Cemil ERTEM
Dün İstanbul-Etiler'de patlayan bombanın, seçimlere kadar, devamı olacak mı bilmiyoruz ama muhtemelen bombayı oraya 'koyduranların' hesabı, seçimlere kadar, böyle birkaç kanlı 'iş' daha yapıp, Türkiye'nin seçimlere 'terör' ortamında gittiğini ve seçimlerden sonra da bu ortamın süreceğini cümle-âleme anlatmak olmalı.
Seçimden önce, bize geçmişi hatırlatan bu 'işleri' yapmaları ya da yaptırmaları bu ülkede, iktidarı belirleme gücünün tam 51 yıldır ellerinde olduğunu hepimize anlatmak istemeleri...
Bu ülkede halkın seçtikleri ve dolayısıyla halk 51 yıldır cezalandırılıyor. Evet, bugün 27 Mayıs; 27 Mayıscılar bayramlarını bir gün önceden kutladılar işte... Bu tür işleri kimin yaptığı ya da üstlendiği önemli değildir. Önemli olan Cui Bono'dur. Yani kime yarıyor...
Peki, 27 Mayıscıların tercihi bugün hangi siyasi yapı(lar). Artık bu tercihlerini biliyoruz ama inanın onların 'altı okla' donanmış tercihlerinin ikinci bir şansı olmayacak.
Çok ilginç, dün Brzezinski'nin ikinci önemli kitabının Türkçe çevirisine rastladım; kitap, (Second Chance-İkinci Şans) Türkçe'ye 'Tercih' adıyla çevrilmiş. Bu başlık tabii Brzezinski'nin derdini anlatmıyor ama Brzezinski'nin dünyasının da ikinci bir şansı olmayacak. Neoconlar ve Post Neoconlar kaybetti. Dolayısıyla artık bir 'tercihleri' de söz konusu değil.

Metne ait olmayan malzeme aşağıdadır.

use std::fs;
use std::ops::RangeInclusive;
use std::path::{Path, PathBuf};
use std::time::Duration;

use serde::{Deserialize, Serialize};

use faceshow_core::classification::infrastructure::onnx_yolo_detector::DEFAULT_CONFIDENCE;
use faceshow_core::shared::constants::{
    DEFAULT_GROUPS, DETECTION_SCALE, MATCH_THRESHOLD, PROCESS_EVERY_N_FRAMES, SLIDE_INTERVAL,
    STOP_TIMEOUT,
};

/// Accepted bound, in milliseconds, on waiting for a slideshow to stop.
pub const STOP_TIMEOUT_RANGE_MS: RangeInclusive<u64> = 1..=5000;

/// Persistent session settings. Every field may be omitted from the file.
#[derive(Debug, Clone, PartialEq, Serialize, Deserialize)]
#[serde(default)]
pub struct Settings {
    pub references: PathBuf,
    pub slides: PathBuf,
    pub groups: Vec<String>,
    pub camera: String,
    pub camera_format: Option<String>,
    pub threshold: f64,
    pub process_every: usize,
    pub slide_interval_secs: f64,
    pub scale: f64,
    pub slide_output: PathBuf,
    pub detector_confidence: f64,
    pub models_dir: Option<PathBuf>,
    pub stop_timeout_ms: u64,
}

impl Default for Settings {
    fn default() -> Self {
        Self {
            references: PathBuf::from("students"),
            slides: PathBuf::from("posters"),
            groups: DEFAULT_GROUPS.iter().map(|g| g.to_string()).collect(),
            camera: "/dev/video0".to_string(),
            camera_format: None,
            threshold: MATCH_THRESHOLD,
            process_every: PROCESS_EVERY_N_FRAMES,
            slide_interval_secs: SLIDE_INTERVAL.as_secs_f64(),
            scale: DETECTION_SCALE,
            slide_output: std::env::temp_dir().join("faceshow").join("slide.png"),
            detector_confidence: DEFAULT_CONFIDENCE,
            models_dir: None,
            stop_timeout_ms: STOP_TIMEOUT.as_millis() as u64,
        }
    }
}

impl Settings {
    pub fn default_path() -> Option<PathBuf> {
        dirs::config_dir().map(|d| d.join("faceshow").join("settings.json"))
    }

    /// Reads `path`; a missing or unparsable file yields the defaults.
    pub fn load_from(path: &Path) -> Self {
        let Ok(json) = fs::read_to_string(path) else {
            return Self::default();
        };
        match serde_json::from_str(&json) {
            Ok(settings) => {
                log::info!("Loaded settings from {}", path.display());
                settings
            }
            Err(e) => {
                log::warn!("Ignoring invalid settings file {}: {e}", path.display());
                Self::default()
            }
        }
    }

    pub fn load(path: Option<&Path>) -> Self {
        match path.map(Path::to_path_buf).or_else(Self::default_path) {
            Some(path) => Self::load_from(&path),
            None => Self::default(),
        }
    }

    pub fn save_to(&self, path: &Path) -> Result<(), Box<dyn std::error::Error>> {
        if let Some(parent) = path.parent() {
            fs::create_dir_all(parent)?;
        }
        fs::write(path, serde_json::to_string_pretty(self)?)?;
        Ok(())
    }

    pub fn slide_interval(&self) -> Duration {
        Duration::from_secs_f64(self.slide_interval_secs)
    }

    pub fn stop_timeout(&self) -> Duration {
        Duration::from_millis(self.stop_timeout_ms)
    }

    pub fn validate(&self) -> Result<(), String> {
        if !(self.threshold > 0.0 && self.threshold <= 2.0) {
            return Err(format!(
                "Threshold must be in (0, 2], got {}",
                self.threshold
            ));
        }
        if self.process_every < 1 {
            return Err("Process-every must be at least 1".to_string());
        }
        if !(self.scale > 0.0 && self.scale <= 1.0) {
            return Err(format!("Scale must be in (0, 1], got {}", self.scale));
        }
        if !(self.slide_interval_secs > 0.0 && self.slide_interval_secs.is_finite()) {
            return Err(format!(
                "Slide interval must be positive, got {}",
                self.slide_interval_secs
            ));
        }
        if !(0.0..=1.0).contains(&self.detector_confidence) {
            return Err(format!(
                "Detector confidence must be between 0.0 and 1.0, got {}",
                self.detector_confidence
            ));
        }
        if !STOP_TIMEOUT_RANGE_MS.contains(&self.stop_timeout_ms) {
            return Err(format!(
                "Stop timeout must be between {} and {} ms, got {}",
                STOP_TIMEOUT_RANGE_MS.start(),
                STOP_TIMEOUT_RANGE_MS.end(),
                self.stop_timeout_ms
            ));
        }
        if self.groups.is_empty() {
            return Err("At least one group is required".to_string());
        }
        Ok(())
    }
}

Ben, 27 Mayıscıların, 12 Martçıların, 12 Eylülcülerin, onların devamcısı olan Silivri 'sakinlerinin' ve şimdi utanmadan 'biz darbe yapıp iktidara gelemedik bari oy verin de dışarıya çıkalım diyen yüzsüzlerin,' ne kadar teröre başvururlarsa vursunlar, post-neoconlar gibi, 'ikinci bir şanslarının' olmadığını düşüyorum.
Bugün 27 Mayıs'ın arkasındaki olan ve 27 Mayıs'tan sonra palazlanan, sermaye gücünün, Ergenekon sürecinde, asit gören turnusol kâğıdı gibi, gerçek renginin açığa çıktığını görüyoruz.
DP iktidarları, bu asker-'sivil' devlet bürokrasisi ve onunla birlikte palazlanan yağmacı sermaye için adeta bir yol kazası idi.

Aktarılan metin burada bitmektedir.